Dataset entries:
- - - - -

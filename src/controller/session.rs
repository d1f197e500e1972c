//! # Controller Session Module
//!
//! One live device together with its profile and calibration.
//!
//! A session owns its [`DeviceHandle`] exclusively. It is created when a
//! matched device is selected and releases the handle exactly once: on
//! [`ControllerSession::quit`], on drop, or as soon as the device is found
//! to be gone. After that every call that would touch the device returns
//! `DeviceUnavailable`.
//!
//! Modifiers are only computed for axes whose calibration is complete.
//! Degenerate extremes are reported once as `CalibrationDegenerate`; the
//! axis then counts as uncalibrated until the calibration is reset and
//! redone.

use std::collections::BTreeSet;
use std::fmt;
use tracing::{debug, info, warn};

use super::backend::{ControlEvent, DeviceBackend, DeviceHandle};
use super::calibration::{CalibrationState, CalibrationStateMachine, CommittedStep, Step};
use super::context::SessionContext;
use super::modifier::{AxisCalibration, ModifierCalculator};
use super::profile::{DeviceProfile, ProfileStore};
use crate::error::{Result, WheelInputError};

/// Lifecycle of a session.
#[derive(Debug, Clone, Copy, PartialEq, Eq)]
pub enum SessionStatus {
    /// Device open and readable.
    Active,
    /// Device vanished or a read failed; the handle has been released.
    Invalid,
    /// [`ControllerSession::quit`] was called.
    Released,
}

/// A connected, profiled controller.
pub struct ControllerSession<H: DeviceHandle> {
    ctx: SessionContext,
    name: String,
    index: usize,
    handle: Option<H>,
    profile: DeviceProfile,
    calibration: CalibrationStateMachine,
    calculator: ModifierCalculator,
    degenerate: BTreeSet<String>,
    status: SessionStatus,
}

impl<H: DeviceHandle> fmt::Debug for ControllerSession<H> {
    fn fmt(&self, f: &mut fmt::Formatter<'_>) -> fmt::Result {
        f.debug_struct("ControllerSession")
            .field("name", &self.name)
            .field("index", &self.index)
            .field("status", &self.status)
            .field("step", &self.calibration.step())
            .finish_non_exhaustive()
    }
}

impl<H: DeviceHandle> ControllerSession<H> {
    /// Load the profile of `name` and open the device at `index`.
    ///
    /// The profile is loaded first so a device without a profile is never
    /// opened.
    ///
    /// # Errors
    ///
    /// - `MissingProfile` / `InvalidProfile` / `ProfileParse`: profile problems
    /// - `DeviceUnavailable`: the backend could not open the device
    pub fn open<B>(
        backend: &mut B,
        store: &ProfileStore,
        ctx: &SessionContext,
        name: &str,
        index: usize,
    ) -> Result<Self>
    where
        B: DeviceBackend<Handle = H>,
    {
        let profile = store.load_profile(name)?;
        let handle = backend.open(index)?;
        Ok(Self::new(ctx, name, index, handle, profile))
    }

    /// Wrap an already opened handle.
    #[must_use]
    pub fn new(ctx: &SessionContext, name: &str, index: usize, handle: H, profile: DeviceProfile) -> Self {
        let ctx = ctx.for_device(name, index);
        let span = ctx.span().clone();
        let _enter = span.enter();

        if handle.axis_count() < profile.controls.axes.len() {
            warn!(
                "Device reports {} axes but its profile maps {}",
                handle.axis_count(),
                profile.controls.axes.len()
            );
        }
        info!("Creating '{}' session with {} calibration steps", profile.device_type, profile.calibration_plan.len());

        Self {
            calculator: ctx.calculator(),
            calibration: CalibrationStateMachine::new(&profile),
            ctx,
            name: name.to_string(),
            index,
            handle: Some(handle),
            profile,
            degenerate: BTreeSet::new(),
            status: SessionStatus::Active,
        }
    }

    #[must_use]
    pub fn name(&self) -> &str {
        &self.name
    }

    /// Connection index the session was opened with.
    #[must_use]
    pub fn index(&self) -> usize {
        self.index
    }

    /// Profile `type` tag.
    #[must_use]
    pub fn device_type(&self) -> &str {
        &self.profile.device_type
    }

    #[must_use]
    pub fn profile(&self) -> &DeviceProfile {
        &self.profile
    }

    #[must_use]
    pub fn context(&self) -> &SessionContext {
        &self.ctx
    }

    #[must_use]
    pub fn status(&self) -> SessionStatus {
        self.status
    }

    #[must_use]
    pub fn is_valid(&self) -> bool {
        self.status == SessionStatus::Active
    }

    // ==================== Calibration ====================

    #[must_use]
    pub fn calibration_step(&self) -> Step {
        self.calibration.step()
    }

    #[must_use]
    pub fn calibration_state(&self) -> &CalibrationState {
        self.calibration.state()
    }

    /// Prompt of the next calibration step, `None` once calibrated.
    #[must_use]
    pub fn calibration_prompt(&self) -> Option<&str> {
        self.calibration.current_prompt()
    }

    /// Operator confirmed the current calibration position.
    ///
    /// Returns `Ok(None)` once calibration is complete.
    pub fn commit_step(&mut self) -> Result<Option<CommittedStep>> {
        self.ensure_active()?;
        let span = self.ctx.span().clone();
        let _enter = span.enter();

        let handle = self
            .handle
            .as_mut()
            .ok_or_else(|| WheelInputError::DeviceUnavailable(self.name.clone()))?;

        match self.calibration.commit_step(handle) {
            Ok(Some(step)) => {
                if step.completed {
                    self.warn_degenerate_axes();
                }
                Ok(Some(step))
            }
            Ok(None) => Ok(None),
            Err(e) => {
                self.invalidate(&e.to_string());
                Err(e)
            }
        }
    }

    /// Start calibration over from the first step.
    pub fn reset_calibration(&mut self) {
        let span = self.ctx.span().clone();
        let _enter = span.enter();
        self.calibration.reset();
        self.degenerate.clear();
    }

    /// `true` when `axis` can produce modifiers.
    #[must_use]
    pub fn is_axis_calibrated(&self, axis: &str) -> bool {
        self.axis_calibration(axis).is_ok()
    }

    /// `true` when every axis used by a function is calibrated.
    #[must_use]
    pub fn is_calibrated(&self) -> bool {
        self.calibration.is_calibrated()
            && self
                .profile
                .functions
                .values()
                .all(|axis| self.is_axis_calibrated(axis))
    }

    /// Axes whose recorded extremes proved degenerate, in name order.
    ///
    /// The calibration itself stays at [`Step::Calibrated`] until reset, so
    /// this is how a caller tells which axes to redo.
    #[must_use]
    pub fn axes_needing_recalibration(&self) -> Vec<String> {
        self.degenerate.iter().cloned().collect()
    }

    fn axis_calibration(&self, axis: &str) -> Result<AxisCalibration> {
        let not_calibrated = || WheelInputError::NotCalibrated { axis: axis.to_string() };

        if self.degenerate.contains(axis) {
            return Err(not_calibrated());
        }
        let kind = self.profile.axis_kind(axis).ok_or_else(not_calibrated)?;
        self.calibration.calibration_for(axis, kind).ok_or_else(not_calibrated)
    }

    fn warn_degenerate_axes(&self) {
        for axis in self.profile.functions.values() {
            if let Ok(cal) = self.axis_calibration(axis) {
                if cal.is_degenerate() {
                    warn!("Axis '{}' recorded the same position twice: {:?}", axis, cal);
                }
            }
        }
    }

    // ==================== Modifiers ====================

    /// Current modifier of logical function `function`, read from the device.
    ///
    /// # Errors
    ///
    /// - `UnknownFunction`: the profile has no such function
    /// - `NotCalibrated`: the function's axis is not calibrated (yet, or any more)
    /// - `CalibrationDegenerate`: the extremes cannot produce a modifier
    /// - `DeviceUnavailable`: the session is no longer valid or the read failed
    pub fn get_modifier(&mut self, function: &str) -> Result<f64> {
        self.ensure_active()?;
        let axis = self
            .profile
            .function_axis(function)
            .ok_or_else(|| WheelInputError::UnknownFunction(function.to_string()))?
            .to_string();
        let calibration = self.axis_calibration(&axis)?;
        let index = self
            .profile
            .axis_index(&axis)
            .ok_or_else(|| WheelInputError::UnknownFunction(function.to_string()))?;

        let raw = self.read_axis(index)?;
        self.apply(&axis, &calibration, raw)
    }

    /// Modifier of the axis called `axis` for a raw value already drained
    /// from the device.
    pub fn modifier_from_raw(&mut self, axis: &str, raw: f64) -> Result<f64> {
        self.ensure_active()?;
        let calibration = self.axis_calibration(axis)?;
        self.apply(axis, &calibration, raw)
    }

    fn apply(&mut self, axis: &str, calibration: &AxisCalibration, raw: f64) -> Result<f64> {
        match self.calculator.compute(calibration, raw) {
            Ok(modifier) => {
                debug!("Axis {} raw {} -> modifier {}", axis, raw, modifier);
                Ok(modifier)
            }
            Err(_) => {
                let span = self.ctx.span().clone();
                let _enter = span.enter();
                warn!("Degenerate calibration for axis '{}' ({:?}), recalibration required", axis, calibration);
                self.degenerate.insert(axis.to_string());
                Err(WheelInputError::CalibrationDegenerate { axis: axis.to_string() })
            }
        }
    }

    // ==================== Device Access ====================

    /// Raw value of axis `index`.
    pub fn read_axis(&mut self, index: usize) -> Result<f64> {
        let result = self.handle_mut()?.read_axis(index);
        self.track(result)
    }

    /// Level of button `index`.
    pub fn read_button(&mut self, index: usize) -> Result<bool> {
        let result = self.handle_mut()?.read_button(index);
        self.track(result)
    }

    /// Drain pending device events.
    pub fn poll_events(&mut self) -> Result<Vec<ControlEvent>> {
        let result = self.handle_mut()?.poll_events();
        self.track(result)
    }

    /// Invalidate the session unless `connected` still lists its device.
    ///
    /// Returns whether the session is still valid.
    pub fn check_presence<S: AsRef<str>>(&mut self, connected: &[S]) -> bool {
        if self.is_valid() && !connected.iter().any(|n| n.as_ref() == self.name) {
            self.invalidate("device disconnected");
        }
        self.is_valid()
    }

    /// Mark the session invalid and release the device.
    pub fn invalidate(&mut self, reason: &str) {
        if self.status != SessionStatus::Active {
            return;
        }
        let span = self.ctx.span().clone();
        let _enter = span.enter();
        warn!("Session invalid: {}", reason);
        self.status = SessionStatus::Invalid;
        self.release_handle();
    }

    /// Release the device. Safe to call any number of times.
    pub fn quit(&mut self) {
        if self.status == SessionStatus::Active {
            self.status = SessionStatus::Released;
        }
        self.release_handle();
    }

    fn release_handle(&mut self) {
        if let Some(mut handle) = self.handle.take() {
            let span = self.ctx.span().clone();
            let _enter = span.enter();
            info!("Releasing device");
            handle.release();
        }
    }

    fn ensure_active(&self) -> Result<()> {
        match self.status {
            SessionStatus::Active => Ok(()),
            SessionStatus::Invalid => Err(WheelInputError::DeviceUnavailable(format!(
                "{} is disconnected",
                self.name
            ))),
            SessionStatus::Released => Err(WheelInputError::DeviceUnavailable(format!(
                "{} has been released",
                self.name
            ))),
        }
    }

    fn handle_mut(&mut self) -> Result<&mut H> {
        self.ensure_active()?;
        let name = &self.name;
        self.handle
            .as_mut()
            .ok_or_else(|| WheelInputError::DeviceUnavailable(name.clone()))
    }

    fn track<T>(&mut self, result: Result<T>) -> Result<T> {
        if let Err(e) = &result {
            self.invalidate(&e.to_string());
        }
        result
    }
}

impl<H: DeviceHandle> Drop for ControllerSession<H> {
    fn drop(&mut self) {
        self.release_handle();
    }
}
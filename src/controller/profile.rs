//! # Device Profile Module
//!
//! Per-model controller profiles, one JSON file per supported device model.
//! The file stem is the normalized device name (see
//! [`DeviceMatcher::normalize`](super::matcher::DeviceMatcher::normalize)).
//!
//! ## File Format
//!
//! ```json
//! {
//!   "type": "wheel",
//!   "controls": {
//!     "axis": ["steering", "throttle", "brake"],
//!     "buttons": ["paddle_left", "paddle_right"],
//!     "hats": ["dpad"]
//!   },
//!   "functions": { "steering": "steering", "throttle": "throttle", "brake": "brake" },
//!   "calibration": [
//!     {"axis": 0, "limit": "min", "msg": "Turn wheel fully LEFT"},
//!     {"axis": 0, "limit": "max", "msg": "Turn wheel fully RIGHT"}
//!   ]
//! }
//! ```
//!
//! A calibration step without `axis`/`limit` only shows its message. An
//! optional `"kinds"` object overrides the axis kind convention.

use serde::Deserialize;
use std::collections::{BTreeMap, BTreeSet};
use std::fs;
use std::path::{Path, PathBuf};
use tracing::debug;

use super::matcher::DeviceMatcher;
use super::modifier::AxisKind;
use crate::error::{Result, WheelInputError};

/// Profile file extension.
pub const PROFILE_EXTENSION: &str = "json";

/// Which recorded extreme a calibration step captures.
#[derive(Debug, Clone, Copy, PartialEq, Eq, Deserialize)]
#[serde(rename_all = "lowercase")]
pub enum ExtremeKind {
    Min,
    Max,
}

/// One operator-confirmed calibration position.
#[derive(Debug, Clone, PartialEq, Deserialize)]
pub struct CalibrationStep {
    /// Raw axis index, absent for message-only steps.
    #[serde(default)]
    pub axis: Option<usize>,
    #[serde(default)]
    pub limit: Option<ExtremeKind>,
    #[serde(rename = "msg")]
    pub prompt: String,
}

/// Raw control index to logical name tables.
#[derive(Debug, Clone, PartialEq, Deserialize)]
pub struct ControlLayout {
    #[serde(rename = "axis")]
    pub axes: Vec<String>,
    #[serde(default)]
    pub buttons: Vec<String>,
    #[serde(default)]
    pub hats: Vec<String>,
}

/// Parsed and validated device profile.
#[derive(Debug, Clone, PartialEq, Deserialize)]
pub struct DeviceProfile {
    #[serde(rename = "type")]
    pub device_type: String,
    pub controls: ControlLayout,
    /// Logical function name to logical axis name.
    #[serde(default)]
    pub functions: BTreeMap<String, String>,
    #[serde(rename = "calibration")]
    pub calibration_plan: Vec<CalibrationStep>,
    /// Per-axis kind overrides.
    #[serde(default)]
    pub kinds: BTreeMap<String, AxisKind>,
}

impl DeviceProfile {
    /// Load and validate a profile file.
    pub fn load<P: AsRef<Path>>(path: P) -> Result<Self> {
        let path = path.as_ref();
        let contents = fs::read_to_string(path)?;
        Self::from_json(&contents, path)
    }

    /// Parse and validate profile JSON. `origin` is only used in error messages.
    pub fn from_json(contents: &str, origin: &Path) -> Result<Self> {
        let profile: DeviceProfile = serde_json::from_str(contents)?;
        profile.validate().map_err(|reason| WheelInputError::InvalidProfile {
            path: origin.to_path_buf(),
            reason,
        })?;
        Ok(profile)
    }

    fn validate(&self) -> std::result::Result<(), String> {
        if self.calibration_plan.is_empty() {
            return Err("calibration plan is empty".to_string());
        }

        let mut seen = BTreeSet::new();
        for name in &self.controls.axes {
            if !seen.insert(name.as_str()) {
                return Err(format!("axis '{}' is listed twice", name));
            }
        }

        let mut recorded: BTreeMap<&str, (bool, bool)> = BTreeMap::new();
        for (i, step) in self.calibration_plan.iter().enumerate() {
            match (step.axis, step.limit) {
                (Some(axis), Some(limit)) => {
                    let name = self.axis_name(axis).ok_or_else(|| {
                        format!(
                            "calibration step {} references axis {} but only {} axes are mapped",
                            i,
                            axis,
                            self.controls.axes.len()
                        )
                    })?;
                    let entry = recorded.entry(name).or_default();
                    match limit {
                        ExtremeKind::Min => entry.0 = true,
                        ExtremeKind::Max => entry.1 = true,
                    }
                }
                (None, None) => {}
                _ => {
                    return Err(format!(
                        "calibration step {} must give both 'axis' and 'limit' or neither",
                        i
                    ))
                }
            }
        }

        for (function, axis) in &self.functions {
            if self.axis_index(axis).is_none() {
                return Err(format!("function '{}' maps to unknown axis '{}'", function, axis));
            }
            if self.axis_kind(axis).is_none() {
                return Err(format!(
                    "axis '{}' has no kind; add it to \"kinds\"",
                    axis
                ));
            }
            if recorded.get(axis.as_str()) != Some(&(true, true)) {
                return Err(format!(
                    "axis '{}' used by function '{}' is not calibrated for both min and max",
                    axis, function
                ));
            }
        }

        Ok(())
    }

    /// Logical name of raw axis `index`.
    #[must_use]
    pub fn axis_name(&self, index: usize) -> Option<&str> {
        self.controls.axes.get(index).map(String::as_str)
    }

    /// Raw index of the axis called `name`.
    #[must_use]
    pub fn axis_index(&self, name: &str) -> Option<usize> {
        self.controls.axes.iter().position(|a| a == name)
    }

    #[must_use]
    pub fn button_name(&self, index: usize) -> Option<&str> {
        self.controls.buttons.get(index).map(String::as_str)
    }

    #[must_use]
    pub fn hat_name(&self, index: usize) -> Option<&str> {
        self.controls.hats.get(index).map(String::as_str)
    }

    /// Logical axis driven by `function`.
    #[must_use]
    pub fn function_axis(&self, function: &str) -> Option<&str> {
        self.functions.get(function).map(String::as_str)
    }

    /// Functions driven by the axis called `axis`.
    pub fn functions_for_axis<'a>(&'a self, axis: &'a str) -> impl Iterator<Item = &'a str> + 'a {
        self.functions
            .iter()
            .filter(move |(_, a)| a.as_str() == axis)
            .map(|(f, _)| f.as_str())
    }

    /// Kind of the axis called `axis`: explicit override, else naming convention.
    #[must_use]
    pub fn axis_kind(&self, axis: &str) -> Option<AxisKind> {
        self.kinds
            .get(axis)
            .copied()
            .or_else(|| AxisKind::conventional(axis))
    }
}

/// Directory of profile files.
#[derive(Debug, Clone)]
pub struct ProfileStore {
    dir: PathBuf,
    matcher: DeviceMatcher,
}

impl ProfileStore {
    /// Create a store over `dir`, resolving names with `matcher`.
    #[must_use]
    pub fn new<P: Into<PathBuf>>(dir: P, matcher: DeviceMatcher) -> Self {
        Self {
            dir: dir.into(),
            matcher,
        }
    }

    #[must_use]
    pub fn dir(&self) -> &Path {
        &self.dir
    }

    /// Matcher used to resolve device names against profile stems.
    #[must_use]
    pub fn matcher(&self) -> &DeviceMatcher {
        &self.matcher
    }

    /// Stems of all profile files, sorted.
    ///
    /// # Errors
    ///
    /// Returns `Io` if the directory cannot be read.
    pub fn supported_stems(&self) -> Result<Vec<String>> {
        let mut stems = Vec::new();
        for entry in fs::read_dir(&self.dir)? {
            let path = entry?.path();
            if path.extension().and_then(|e| e.to_str()) != Some(PROFILE_EXTENSION) {
                continue;
            }
            if let Some(stem) = path.file_stem().and_then(|s| s.to_str()) {
                stems.push(stem.to_string());
            }
        }
        stems.sort();
        Ok(stems)
    }

    /// Load the profile of the device called `device_name`.
    ///
    /// # Errors
    ///
    /// - `MissingProfile`: no profile file matches the normalized name
    /// - `ProfileParse` / `InvalidProfile`: the file exists but is unusable
    pub fn load_profile(&self, device_name: &str) -> Result<DeviceProfile> {
        let key = self.matcher.normalize(device_name);
        let stem = self
            .supported_stems()?
            .into_iter()
            .find(|stem| self.matcher.normalize(stem) == key)
            .ok_or_else(|| WheelInputError::MissingProfile {
                device: device_name.to_string(),
            })?;

        let path = self.dir.join(format!("{}.{}", stem, PROFILE_EXTENSION));
        debug!("Loading profile for '{}' from {}", device_name, path.display());
        DeviceProfile::load(path)
    }
}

- - - - -

* **Work to be completed**
All lines above that contain the word "first" are to be copied.

* **Solution for this task**
    /// The profile is loaded first so a device without a profile is never
    /// Start calibration over from the first step.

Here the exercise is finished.